The changing political environment gives ALIS attendees a different outlook as key issues move to the forefront.
Like the rest of the world, the hotel industry is in a state of transitions. Five transitional trends reoccurred from the record crowd of more than 3,000 who converged in downtown Los Angeles last week for the annual Americas Lodging investment Summit. By no means were these the only topics discussed, but they did come up often as attendees admitted there is plenty of uncertainty surrounding the U.S. hotel industry.
1. Transactions market gets a kick
The general consensus is that there will be more hotel transactions in 2017, but there will be fewer megadeals such as Marriott International’s acquisition of Starwood Hotels & Resorts Worldwide. A repeated concern among attendees was that the pickings are slim in terms of the inventory of available hotels for sale. This was mainly attributed to a number of sellers pulling assets off the market because they believe buyers are looking for steep discounts and aren’t willing to pay realistic prices.
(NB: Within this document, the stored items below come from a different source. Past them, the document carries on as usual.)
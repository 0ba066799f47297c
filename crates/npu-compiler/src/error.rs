// Copyright (c) 2025 Dimitris Kafetzis
//
// Licensed under the MIT License.
// See LICENSE file in the project root for full license information.
//
// SPDX-License-Identifier: MIT

//! Error types for compiler service calls.

use npu_common::CommonError;

#[derive(Debug, thiserror::Error)]
pub enum CompilerError {
    /// The compiler library could not be opened.
    #[error("failed to load compiler library '{path}': {detail}")]
    LibraryLoad { path: String, detail: String },

    /// The compiler library does not export the factory symbol.
    #[error("compiler library '{path}' has no usable '{symbol}' symbol: {detail}")]
    SymbolLoad {
        path: String,
        symbol: String,
        detail: String,
    },

    /// The service rejected or failed to compile the model.
    #[error("compilation of '{model}' failed: {detail}")]
    Compilation { model: String, detail: String },

    /// A blob could not be parsed by the service.
    #[error("failed to parse compiled blob: {0}")]
    Parse(String),

    /// Raw profiling data did not match the compiled blob.
    #[error("failed to process profiling output: {0}")]
    Profiling(String),

    /// The service does not implement the requested entry point.
    #[error("compiler does not support {0}")]
    Unsupported(&'static str),

    #[error(transparent)]
    Common(#[from] CommonError),
}

pub type CompilerResult<T> = Result<T, CompilerError>;
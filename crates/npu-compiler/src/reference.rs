// Copyright (c) 2025 Dimitris Kafetzis
//
// Licensed under the MIT License.
// See LICENSE file in the project root for full license information.
//
// SPDX-License-Identifier: MIT

//! An in-process compiler producing blobs for the simulated device.
//!
//! The reference compiler does no optimisation. It lays out a model's
//! arguments the way the device will see them, records the operation list
//! for profiling, and supports all three weight-separation protocols with a
//! configurable number of init stages.
//!
//! Blob payload: `[metadata length: u32 LE][NetworkMetadata JSON][weights]`.
//! Weight-separated main stages carry no weights.

use crate::{
    CompiledArtifact, CompilerError, CompilerResult, CompilerService, SupportedOps, INIT_PREFIX,
    MAIN_PREFIX,
};
use npu_common::{
    ArgumentMetadata, BatchMode, ElementType, ExecStatus, IoDescriptor, Model, NetworkMetadata,
    NpuConfig, Operation, ProfilingEntry, Shape,
};
use npu_driver::sim::{SimBlob, SimGraphDesc};
use std::collections::HashMap;
use std::sync::Mutex;
use std::time::Duration;

/// Operation types the simulated device executes.
const SUPPORTED_OP_TYPES: &[&str] = &[
    "Add",
    "Concat",
    "Convolution",
    "MatMul",
    "Multiply",
    "Relu",
    "Reshape",
    "Softmax",
];

/// Annotation written into a model once a weight-separated stage has been
/// carved out of it.
const STAGE_ANNOTATION: &str = "weights_separated_stage";

const DEVICE_NAME: &str = "NPU";

#[derive(Debug)]
pub struct ReferenceCompiler {
    init_stages: usize,
    bias: u8,
    /// Next v2 stage per model name.
    v2_cursor: Mutex<HashMap<String, usize>>,
}
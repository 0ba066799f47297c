// Copyright (c) 2025 Dimitris Kafetzis
//
// Licensed under the MIT License.
// See LICENSE file in the project root for full license information.
//
// SPDX-License-Identifier: MIT

//! The compiled graph.

use crate::export;
use crate::{blob_hash, GraphError, GraphResult};
use npu_common::{
    ArgumentMetadata, BatchMode, LogLevel, Model, NetworkMetadata, NpuConfig, ProfilingEntry,
};
use npu_compiler::{CompiledArtifact, CompilerService};
use npu_driver::{
    CommandQueue, DeviceAddress, Driver, Event, GraphHandle, QueueDesc, QueueGroupFlags,
};
use std::io::Write;
use std::sync::{Arc, Mutex, MutexGuard};

/// A declared graph argument and the index it is bound through.
#[derive(Debug, Clone, PartialEq, Eq)]
pub struct ArgumentDescriptor {
    pub properties: ArgumentMetadata,
    pub binding_index: u32,
}

/// One compiled artifact plus the device resources needed to run it.
///
/// A graph without a hardware handle is export-only: it can still be
/// written out and profiled offline, but binding arguments fails.
#[derive(Debug)]
pub struct CompiledGraph {
    driver: Option<Arc<dyn Driver>>,
    compiler: Arc<dyn CompilerService>,
    handle: Option<GraphHandle>,
    metadata: NetworkMetadata,
    blob: Vec<u8>,
    input_descriptors: Vec<ArgumentDescriptor>,
    output_descriptors: Vec<ArgumentDescriptor>,
    queue: Option<Arc<CommandQueue>>,
    queue_group_ordinal: u32,
    batch_size: Option<usize>,
    /// Per lane, the event of the pipeline submitted last. Only sized when
    /// inferences run sequentially.
    last_submitted: Mutex<Vec<Option<Arc<Event>>>>,
    /// Serialises argument binding with command recording.
    binding: Mutex<()>,
    log_level: LogLevel,
    initialized: bool,
}
// Copyright (c) 2025 Dimitris Kafetzis
//
// Licensed under the MIT License.
// See LICENSE file in the project root for full license information.
//
// SPDX-License-Identifier: MIT

//! Configuration surface consumed by the compiler adapter, the compiled
//! graph and the execution pipeline.
//!
//! Keys are spelled exactly as the runtime's property names, so a TOML file
//! looks like:
//!
//! ```toml
//! COMPILER_TYPE = "MLIR"
//! SEPARATE_WEIGHTS_VERSION = 2
//! CREATE_EXECUTOR = true
//! DEFER_WEIGHTS_LOAD = false
//! MODEL_PRIORITY = "HIGH"
//! TURBO = true
//! BATCH_MODE = "PLUGIN"
//! RUN_INFERENCES_SEQUENTIALLY = false
//! LOG_LEVEL = "INFO"
//! PERF_COUNT = false
//! SYNC_DISCIPLINE = "FENCE"
//! ```

use crate::CommonError;
use std::path::Path;

/// Which component hosts the model compiler.
#[derive(Debug, Clone, Copy, PartialEq, Eq, serde::Serialize, serde::Deserialize)]
#[serde(rename_all = "SCREAMING_SNAKE_CASE")]
pub enum CompilerType {
    /// Compiler shipped inside the device driver.
    Driver,
    /// Compiler loaded as a plugin library next to the runtime.
    Mlir,
}

/// Scheduling priority of the command queue a graph submits to.
#[derive(Debug, Clone, Copy, PartialEq, Eq, PartialOrd, Ord, serde::Serialize, serde::Deserialize)]
#[serde(rename_all = "SCREAMING_SNAKE_CASE")]
pub enum ModelPriority {
    Low,
    Medium,
    High,
}

/// Workload hint applied to a graph's command queue.
#[derive(Debug, Clone, Copy, PartialEq, Eq, serde::Serialize, serde::Deserialize)]
#[serde(rename_all = "SCREAMING_SNAKE_CASE")]
pub enum WorkloadType {
    Default,
    Efficient,
}

/// Who handles the batch dimension.
#[derive(Debug, Clone, Copy, PartialEq, Eq, serde::Serialize, serde::Deserialize)]
#[serde(rename_all = "SCREAMING_SNAKE_CASE")]
pub enum BatchMode {
    /// The runtime decides from the compiled metadata.
    Auto,
    /// The compiler fixed the batch dimension; the runtime never splits.
    Compiler,
    /// The runtime splits batched tensors across parallel streams.
    Plugin,
}

/// How a pipeline learns that submitted work has finished.
#[derive(Debug, Clone, Copy, PartialEq, Eq, serde::Serialize, serde::Deserialize)]
#[serde(rename_all = "SCREAMING_SNAKE_CASE")]
pub enum SyncDiscipline {
    /// Each submission carries a fence that the host waits on.
    Fence,
    /// Each command list signals an event after a trailing barrier.
    Event,
}

/// Log verbosity, ordered from quietest to loudest.
#[derive(Debug, Clone, Copy, PartialEq, Eq, PartialOrd, Ord, serde::Serialize, serde::Deserialize)]
#[serde(rename_all = "SCREAMING_SNAKE_CASE")]
pub enum LogLevel {
    Off,
    Error,
    Warning,
    Info,
    Debug,
    Trace,
}

impl LogLevel {
    /// Returns `true` when messages at `level` should be produced.
    pub fn enabled(self, level: LogLevel) -> bool {
        level != LogLevel::Off && self >= level
    }

    /// Directive string for a `tracing` env filter.
    pub fn as_filter(self) -> &'static str {
        match self {
            LogLevel::Off => "off",
            LogLevel::Error => "error",
            LogLevel::Warning => "warn",
            LogLevel::Info => "info",
            LogLevel::Debug => "debug",
            LogLevel::Trace => "trace",
        }
    }
}

/// Runtime configuration.
#[derive(Debug, Clone, PartialEq, serde::Serialize, serde::Deserialize)]
#[serde(rename_all = "SCREAMING_SNAKE_CASE", default, deny_unknown_fields)]
pub struct NpuConfig {
    /// Selects driver-hosted or plugin-hosted compilation.
    pub compiler_type: CompilerType,
    /// Weight-separation protocol version (1, 2 or 3). Validated when a
    /// weight-separated compilation is requested.
    pub separate_weights_version: u32,
    /// Whether graphs acquire device resources at construction.
    pub create_executor: bool,
    /// Defers device resource acquisition even when `create_executor` is set.
    pub defer_weights_load: bool,
    /// Command queue priority.
    pub model_priority: ModelPriority,
    /// Optional turbo hint for the command queue.
    pub turbo: Option<bool>,
    /// Optional workload hint for the command queue.
    pub workload_type: Option<WorkloadType>,
    /// Batch handling mode.
    pub batch_mode: BatchMode,
    /// Chain inferences of one graph so they execute in submission order.
    pub run_inferences_sequentially: bool,
    /// Log verbosity.
    pub log_level: LogLevel,
    /// Enables profiling resources in execution pipelines.
    pub perf_count: bool,
    /// Synchronisation discipline of execution pipelines.
    pub sync_discipline: SyncDiscipline,
}

impl Default for NpuConfig {
    fn default() -> Self {
        Self {
            compiler_type: CompilerType::Mlir,
            separate_weights_version: 1,
            create_executor: true,
            defer_weights_load: false,
            model_priority: ModelPriority::Medium,
            turbo: None,
            workload_type: None,
            batch_mode: BatchMode::Auto,
            run_inferences_sequentially: false,
            log_level: LogLevel::Warning,
            perf_count: false,
            sync_discipline: SyncDiscipline::Fence,
        }
    }
}

impl NpuConfig {
    /// Loads configuration from a TOML file.
    pub fn from_file(path: &Path) -> Result<Self, CommonError> {
        let content = std::fs::read_to_string(path).map_err(|e| {
            CommonError::Config(format!("cannot read config '{}': {e}", path.display()))
        })?;
        Self::from_toml(&content)
    }

    /// Parses configuration from a TOML string.
    pub fn from_toml(toml_str: &str) -> Result<Self, CommonError> {
        toml::from_str(toml_str).map_err(|e| CommonError::Config(format!("TOML parse error: {e}")))
    }

    /// Serialises configuration to TOML.
    pub fn to_toml(&self) -> Result<String, CommonError> {
        toml::to_string_pretty(self)
            .map_err(|e| CommonError::Config(format!("TOML serialise error: {e}")))
    }

    /// Updates one property from its string form, e.g. `("TURBO", "YES")`.
    pub fn set(&mut self, key: &str, value: &str) -> Result<(), CommonError> {
        let value = value.trim();
        match key.trim().to_uppercase().as_str() {
            "COMPILER_TYPE" => self.compiler_type = parse_enum(key, value)?,
            "SEPARATE_WEIGHTS_VERSION" => {
                self.separate_weights_version = value.parse().map_err(|_| {
                    CommonError::Config(format!("{key} expects an integer, got '{value}'"))
                })?
            }
            "CREATE_EXECUTOR" => self.create_executor = parse_bool(key, value)?,
            "DEFER_WEIGHTS_LOAD" => self.defer_weights_load = parse_bool(key, value)?,
            "MODEL_PRIORITY" => self.model_priority = parse_enum(key, value)?,
            "TURBO" => self.turbo = Some(parse_bool(key, value)?),
            "WORKLOAD_TYPE" => self.workload_type = Some(parse_enum(key, value)?),
            "BATCH_MODE" => self.batch_mode = parse_enum(key, value)?,
            "RUN_INFERENCES_SEQUENTIALLY" => {
                self.run_inferences_sequentially = parse_bool(key, value)?
            }
            "LOG_LEVEL" => self.log_level = parse_enum(key, value)?,
            "PERF_COUNT" => self.perf_count = parse_bool(key, value)?,
            "SYNC_DISCIPLINE" => self.sync_discipline = parse_enum(key, value)?,
            other => {
                return Err(CommonError::Config(format!(
                    "unknown configuration key '{other}'"
                )))
            }
        }
        Ok(())
    }

    /// Applies a list of `KEY=VALUE` strings in order.
    pub fn apply_overrides<'a>(
        &mut self,
        overrides: impl IntoIterator<Item = &'a str>,
    ) -> Result<(), CommonError> {
        for entry in overrides {
            let (key, value) = entry.split_once('=').ok_or_else(|| {
                CommonError::Config(format!("expected KEY=VALUE, got '{entry}'"))
            })?;
            self.set(key, value)?;
        }
        Ok(())
    }

    /// Returns `true` when graphs must postpone device resource acquisition.
    pub fn defers_initialization(&self) -> bool {
        !self.create_executor || self.defer_weights_load
    }
}

fn parse_bool(key: &str, value: &str) -> Result<bool, CommonError> {
    match value.to_uppercase().as_str() {
        "YES" | "TRUE" | "1" | "ON" => Ok(true),
        "NO" | "FALSE" | "0" | "OFF" => Ok(false),
        _ => Err(CommonError::Config(format!(
            "{key} expects YES/NO, got '{value}'"
        ))),
    }
}

fn parse_enum<T: serde::de::DeserializeOwned>(key: &str, value: &str) -> Result<T, CommonError> {
    let normalised = value.to_uppercase().replace('-', "_");
    serde_json::from_value(serde_json::Value::String(normalised))
        .map_err(|_| CommonError::Config(format!("invalid value '{value}' for {key}")))
}
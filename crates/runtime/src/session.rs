// Copyright (c) 2025 Dimitris Kafetzis
//
// Licensed under the MIT License.
// See LICENSE file in the project root for full license information.
//
// SPDX-License-Identifier: MIT

//! Inference sessions with a type-state enforced lifecycle.
//!
//! ```text
//! InferenceSession<Idle>
//!     │  .compile() / .compile_weight_separated() / .import() / .import_container()
//!     ▼
//! InferenceSession<Compiled>      export_blob / export_with_weights
//!     │  .prepare()
//!     ▼
//! InferenceSession<Ready>
//!     │  .run()
//!     ▼
//!   InferenceOutput
//! ```
//!
//! Each state transition consumes the old value and returns a new one,
//! making invalid state sequences a compile error.

use crate::{InferRequest, InferenceOutput, RuntimeConfig, RuntimeError, RuntimeResult};
use compiler_adapter::{CompilerAdapter, CompilerAdapterFactory};
use npu_common::Model;
use npu_driver::Driver;
use npu_graph::{CompiledGraph, ExportContainer};
use std::io::Write;
use std::sync::Arc;

// ── Type-state markers ─────────────────────────────────────────

/// Nothing compiled yet.
#[derive(Debug)]
pub struct Idle;

/// A main graph, and possibly init stages, are available.
#[derive(Debug)]
pub struct Compiled {
    graph: CompiledGraph,
    init_graphs: Vec<CompiledGraph>,
}

/// Device buffers and a pipeline are bound to the graph.
#[derive(Debug)]
pub struct Ready {
    request: InferRequest,
    graph: Arc<CompiledGraph>,
    init_graphs: Vec<CompiledGraph>,
}

/// Sealed trait for session states.
pub trait SessionState: std::fmt::Debug {}
impl SessionState for Idle {}
impl SessionState for Compiled {}
impl SessionState for Ready {}

// ── Session ────────────────────────────────────────────────────

/// Compiles or imports one model and runs inferences on it.
///
/// # Example
/// ```no_run
/// use compiler_adapter::CompilerAdapter;
/// use npu_compiler::ReferenceCompiler;
/// use npu_driver::sim::SimDriver;
/// use runtime::{InferenceSession, RuntimeConfig};
/// use std::sync::Arc;
///
/// # fn example(model: &npu_common::Model) -> Result<(), runtime::RuntimeError> {
/// let adapter = CompilerAdapter::new(
///     Arc::new(ReferenceCompiler::new()),
///     Some(Arc::new(SimDriver::new())),
/// );
/// let mut session = InferenceSession::new(RuntimeConfig::default(), adapter)
///     .compile(model)?
///     .prepare()?;
/// let output = session.run(&[&[0u8; 16]])?;
/// println!("{}", output.metrics.summary());
/// # Ok(())
/// # }
/// ```
pub struct InferenceSession<S: SessionState = Idle> {
    config: RuntimeConfig,
    adapter: CompilerAdapter,
    state: S,
}

// ── Idle → Compiled ────────────────────────────────────────────

impl InferenceSession<Idle> {
    pub fn new(config: RuntimeConfig, adapter: CompilerAdapter) -> Self {
        tracing::info!(
            "Session created, compiler version {:#x}",
            adapter.get_version()
        );
        Self {
            config,
            adapter,
            state: Idle,
        }
    }

    /// Picks the compiler from `COMPILER_TYPE` through `factory`. A
    /// configured `compiler_library_dir` replaces the factory's own.
    pub fn from_factory(
        config: RuntimeConfig,
        factory: &CompilerAdapterFactory,
        driver: Option<Arc<dyn Driver>>,
    ) -> RuntimeResult<Self> {
        let adapter = match &config.compiler_library_dir {
            Some(dir) => factory
                .clone()
                .with_library_dir(dir.clone())
                .create(&config.npu, driver)?,
            None => factory.create(&config.npu, driver)?,
        };
        Ok(Self::new(config, adapter))
    }

    /// Compiles `model` into a single graph.
    pub fn compile(self, model: &Model) -> RuntimeResult<InferenceSession<Compiled>> {
        let graph = self.adapter.compile(model, &self.config.npu)?;
        tracing::info!("Compiled '{}'", graph.metadata().name);
        Ok(self.into_compiled(graph, Vec::new()))
    }

    /// Weight-separated compilation keeping every init stage.
    pub fn compile_weight_separated(
        self,
        model: &Model,
    ) -> RuntimeResult<InferenceSession<Compiled>> {
        let stages = self
            .adapter
            .compile_weight_separated_stages(model, &self.config.npu)?;
        tracing::info!(
            "Compiled '{}' with {} init stages",
            stages.main.metadata().name,
            stages.init.len()
        );
        Ok(self.into_compiled(stages.main, stages.init))
    }

    /// Rebuilds the graph from a previously exported blob.
    pub fn import(self, blob: Vec<u8>) -> RuntimeResult<InferenceSession<Compiled>> {
        let graph = self.adapter.parse(blob, &self.config.npu)?;
        tracing::info!("Imported '{}'", graph.metadata().name);
        Ok(self.into_compiled(graph, Vec::new()))
    }

    /// Rebuilds the main graph and every init stage from a container.
    pub fn import_container(
        self,
        container: ExportContainer,
    ) -> RuntimeResult<InferenceSession<Compiled>> {
        let graph = self.adapter.parse(container.main_blob, &self.config.npu)?;
        let init_graphs = container
            .init_blobs
            .into_iter()
            .map(|blob| self.adapter.parse(blob, &self.config.npu))
            .collect::<Result<Vec<_>, _>>()?;
        tracing::info!(
            "Imported '{}' with {} init stages",
            graph.metadata().name,
            init_graphs.len()
        );
        Ok(self.into_compiled(graph, init_graphs))
    }

    fn into_compiled(
        self,
        graph: CompiledGraph,
        init_graphs: Vec<CompiledGraph>,
    ) -> InferenceSession<Compiled> {
        InferenceSession {
            config: self.config,
            adapter: self.adapter,
            state: Compiled { graph, init_graphs },
        }
    }
}

// ── Compiled → Ready ───────────────────────────────────────────

impl InferenceSession<Compiled> {
    /// The main graph.
    pub fn graph(&self) -> &CompiledGraph {
        &self.state.graph
    }

    pub fn init_graphs(&self) -> &[CompiledGraph] {
        &self.state.init_graphs
    }

    /// Writes the main blob. Returns 0 if the writer failed.
    pub fn export_blob<W: Write>(&self, writer: &mut W) -> usize {
        self.state.graph.export_blob(writer)
    }

    /// Writes the main blob with the init stages and `init_model`. A single
    /// init stage uses the plain layout, several the split-init layout.
    pub fn export_with_weights<W: Write>(
        &self,
        writer: &mut W,
        init_model: &Model,
    ) -> RuntimeResult<usize> {
        let main = &self.state.graph;
        match self.state.init_graphs.as_slice() {
            [] => Err(RuntimeError::ConfigError(format!(
                "'{}' has no init stages to export",
                main.metadata().name
            ))),
            [init] => Ok(main.export_with_weights(writer, init, init_model)),
            several => {
                let init: Vec<&CompiledGraph> = several.iter().collect();
                Ok(main.export_with_weights_split_init(writer, &init, init_model))
            }
        }
    }

    /// Acquires any deferred device resources and binds buffers.
    pub fn prepare(self) -> RuntimeResult<InferenceSession<Ready>> {
        let Compiled {
            mut graph,
            init_graphs,
        } = self.state;
        if !graph.is_initialized() {
            graph.initialize(&self.config.npu)?;
        }
        let graph = Arc::new(graph);
        let request = InferRequest::new(Arc::clone(&graph), &self.config)?;
        tracing::info!(
            "Session ready: '{}' on {} streams",
            graph.metadata().name,
            request.pipeline().stream_count()
        );
        Ok(InferenceSession {
            config: self.config,
            adapter: self.adapter,
            state: Ready {
                request,
                graph,
                init_graphs,
            },
        })
    }
}

// ── Ready: run inference ───────────────────────────────────────

impl InferenceSession<Ready> {
    pub fn graph(&self) -> &Arc<CompiledGraph> {
        &self.state.graph
    }

    pub fn init_graphs(&self) -> &[CompiledGraph] {
        &self.state.init_graphs
    }

    /// The request [`run`](Self::run) uses.
    pub fn request(&self) -> &InferRequest {
        &self.state.request
    }

    /// Another request on the same graph, for concurrent inferences.
    pub fn create_request(&self) -> RuntimeResult<InferRequest> {
        InferRequest::new(Arc::clone(&self.state.graph), &self.config)
    }

    /// Runs one inference on `inputs`, given in declaration order.
    pub fn run(&mut self, inputs: &[&[u8]]) -> RuntimeResult<InferenceOutput> {
        self.state.request.infer(inputs)
    }
}

impl<S: SessionState> InferenceSession<S> {
    pub fn config(&self) -> &RuntimeConfig {
        &self.config
    }

    pub fn adapter(&self) -> &CompilerAdapter {
        &self.adapter
    }
}

impl<S: SessionState> std::fmt::Debug for InferenceSession<S> {
    fn fmt(&self, f: &mut std::fmt::Formatter<'_>) -> std::fmt::Result {
        f.debug_struct("InferenceSession")
            .field("state", &std::any::type_name::<S>())
            .field("compiler_type", &self.config.npu.compiler_type)
            .field("compiler_version", &self.adapter.get_version())
            .finish()
    }
}

#[cfg(test)]
mod tests {
    use super::*;
    use crate::test_support::{self, SAMPLE_BYTES};
    use npu_compiler::ReferenceCompiler;
    use npu_driver::sim::SimDriver;
    use npu_graph::GraphError;

    fn session(config: RuntimeConfig, with_device: bool) -> InferenceSession<Idle> {
        let driver: Option<Arc<dyn Driver>> = if with_device {
            Some(Arc::new(SimDriver::new()))
        } else {
            None
        };
        let adapter = CompilerAdapter::new(Arc::new(ReferenceCompiler::new()), driver);
        InferenceSession::new(config, adapter)
    }

    #[test]
    fn test_idle_to_ready() {
        let mut ready = session(RuntimeConfig::default(), true)
            .compile(&test_support::model(1))
            .unwrap()
            .prepare()
            .unwrap();
        assert_eq!(ready.request().input_sizes(), vec![SAMPLE_BYTES]);

        let input: Vec<u8> = (0..SAMPLE_BYTES as u8).collect();
        let output = ready.run(&[&input]).unwrap();
        let expected: Vec<u8> = input.iter().map(|b| b + 1).collect();
        assert_eq!(output.outputs, vec![expected]);
        assert_eq!(output.metrics.stream_metrics.len(), 1);
    }

    #[test]
    fn test_batched_run_uses_one_stream_per_sample() {
        let mut ready = session(RuntimeConfig::default(), true)
            .compile(&test_support::model(3))
            .unwrap()
            .prepare()
            .unwrap();
        assert_eq!(ready.request().pipeline().stream_count(), 3);

        let input: Vec<u8> = (0..3 * SAMPLE_BYTES as u8).collect();
        let output = ready.run(&[&input]).unwrap();
        assert_eq!(output.outputs[0][SAMPLE_BYTES], input[SAMPLE_BYTES] + 1);
        assert_eq!(output.metrics.batch_size, 3);
    }

    #[test]
    fn test_run_rejects_wrong_input_size() {
        let mut ready = session(RuntimeConfig::default(), true)
            .compile(&test_support::model(1))
            .unwrap()
            .prepare()
            .unwrap();
        assert!(matches!(
            ready.run(&[&[1, 2, 3]]),
            Err(RuntimeError::TensorSizeMismatch { expected: 16, actual: 3, .. })
        ));
        assert!(matches!(ready.run(&[]), Err(RuntimeError::ConfigError(_))));
        // The pipeline was never submitted, so the session stays usable.
        ready.run(&[&[0; SAMPLE_BYTES]]).unwrap();
    }

    #[test]
    fn test_deferred_graph_initialized_on_prepare() {
        let mut config = RuntimeConfig::default();
        config.npu.defer_weights_load = true;
        let compiled = session(config, true)
            .compile(&test_support::model(1))
            .unwrap();
        assert!(!compiled.graph().is_initialized());
        let ready = compiled.prepare().unwrap();
        assert!(ready.graph().is_initialized());
    }

    #[test]
    fn test_export_only_session_cannot_prepare() {
        let compiled = session(RuntimeConfig::default(), false)
            .compile(&test_support::model(1))
            .unwrap();
        let mut blob = Vec::new();
        assert_eq!(compiled.export_blob(&mut blob), compiled.graph().blob().len());
        assert!(matches!(
            compiled.prepare(),
            Err(RuntimeError::Graph(GraphError::Config(_)))
        ));
    }

    #[test]
    fn test_import_round_trip() {
        let compiled = session(RuntimeConfig::default(), true)
            .compile(&test_support::model(1))
            .unwrap();
        let mut blob = Vec::new();
        compiled.export_blob(&mut blob);

        let mut ready = session(RuntimeConfig::default(), true)
            .import(blob)
            .unwrap()
            .prepare()
            .unwrap();
        let output = ready.run(&[&[9; SAMPLE_BYTES]]).unwrap();
        assert_eq!(output.outputs[0], vec![10; SAMPLE_BYTES]);
    }

    #[test]
    fn test_weight_separated_export_and_container_import() {
        let mut config = RuntimeConfig::default();
        config.npu.separate_weights_version = 2;
        let model = test_support::model(1);
        let compiled = session(config.clone(), true)
            .compile_weight_separated(&model)
            .unwrap();
        assert_eq!(compiled.init_graphs().len(), 1);

        let mut container = Vec::new();
        let written = compiled.export_with_weights(&mut container, &model).unwrap();
        assert_eq!(written, container.len());

        let parsed = ExportContainer::read_with_weights(&mut container.as_slice()).unwrap();
        let imported = session(config, true).import_container(parsed).unwrap();
        assert_eq!(imported.init_graphs().len(), 1);
        assert_eq!(imported.graph().blob(), compiled.graph().blob());
    }

    #[test]
    fn test_export_with_weights_needs_init_stage() {
        let model = test_support::model(1);
        let compiled = session(RuntimeConfig::default(), true)
            .compile(&model)
            .unwrap();
        assert!(matches!(
            compiled.export_with_weights(&mut Vec::new(), &model),
            Err(RuntimeError::ConfigError(_))
        ));
    }

    #[test]
    fn test_requests_share_the_graph() {
        let ready = session(RuntimeConfig::default(), true)
            .compile(&test_support::model(1))
            .unwrap()
            .prepare()
            .unwrap();
        let mut other = ready.create_request().unwrap();
        assert!(Arc::ptr_eq(other.pipeline().graph(), ready.graph()));
        let output = other.infer(&[&[1; SAMPLE_BYTES]]).unwrap();
        assert_eq!(output.outputs[0], vec![2; SAMPLE_BYTES]);
    }

    #[test]
    fn test_debug_format() {
        let idle = session(RuntimeConfig::default(), false);
        let debug = format!("{idle:?}");
        assert!(debug.contains("InferenceSession"));
        assert!(debug.contains("Idle"));
    }
}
One thing that could turn that around in a hurry is if the publicly traded REITs jump back into the game. They largely have been on the sidelines since mid-2015 because of depressed stock prices, but the so-called “Trump Jump” of the stock market might have them rethinking their strategy. The R.W. Baird/STR Hotel Stock Index jumped more than 19% in 2016 after a sluggish first nine months. January is just as strong as it gained more than 900 points (19.6%) through last Friday. Overall, the Index increased 30.6% between the election and 27 January.
When they’re active players, REIT executives have never been shy about stepping up to the plate and paying top dollar for assets. That could be the biggest wild card for 2017—how aggressive do they become if stock prices keep rising?
The other major influence on transactions could be foreign capital, particularly money from China. Many ALIS attendees believe there will be one final massive wave of Chinese capital finding its way into the U.S. hotel market before the country’s clampdown on currency is fully implemented. If that happens, it would fuel an increase in the number of deals and the sales prices.
2. RevPAR will stay positive for now
With the U.S. hotel industry experiencing 82 consecutive months of growth (through January), it seems hotel executives have come to the conclusion that marginal revenue-per-available-room growth will be the rule of the day for the foreseeable future—but it beats going negative.
Executives I spoke with have RevPAR expectations ranging from flat to “up 5% or 6%.” The most optimistic ones seem to be hoteliers with portfolios west of the Rocky Mountains. The Pacific Coast appears to still have some room for growth. The U.S. RevPAR forecast from STR, the parent company of Hotel News Now, comes in at 2.5% in 2017 and 2.6% in 2018.
3. More supply on the way
The wave of hotel construction that emerged during the past 24 months could be on a prolonged trajectory. Many hotel executives believe President Donald Trump will ease regulatory constraints placed on lenders, which means lenders could release more money in the market. “Turn on the spigot” was the most popular refrain from ALIS attendees, and they said construction loans would be a significant portion of that pool.
STR projects 2% supply growth in 2017 (2.2% in 2018), and that it will outpace demand growth for the first time in several years. That alone calls for hoisting a red flag as historically that equation often spelled tough times ahead. But for now, expect more street corners to have new hotels. For that matter, expect new street corners to be built, which will have a tremendous effect on hotels in existing submarkets.
4. Politics takes center stage
Like him or not, Trump is having a global impact in all aspects. The biggest takeaway from ALIS is that the majority of attendees aren’t personally thrilled with Trump being president; however, they think he will be good for the business environment.
During the Lodging Industry Investment Council meeting held in conjunction with ALIS, nearly 70% of attendees said they think Trump’s presidency will be a good think overall for the hotel industry—but many of the them prefaced their vote by saying they had some concerns about Trump overall. Key topics expected to have significant course changes include union activity, wage increases and regulatory issues.
5. Still not a big threat
Sharing-economy accommodations such as Airbnb still presents worries, but hoteliers are taking it in stride. The hotel industry had more demand than ever and sold more room nights than ever in 2016, which reduces the perception of threat from outside sources.
Yet, there still isn’t what anyone would call phenomenal ADR growth—which points to some timidness on the revenue-management side of the business. It will be interesting to see what approach RMs take as the economic and political environments regularly shift throughout 2017. Much of the business on the books was reserved when there was more pessimism about the economy. The approach will be influenced by the continued emergence of sharing-economy platforms such as Airbnb, but overall, it appears that most hoteliers in the trenches continue to watch that sector with a wary eye but don’t see it as an overwhelming threat.
Overall, the mood at ALIS wasn’t as downcast as it had been at conferences held during the second half of 2016. No one was outright giddy about the industry’s prospects for 2017, but there weren’t many seriously negative Nellies, either. Simply put, there was an air of optimistic uncertainty.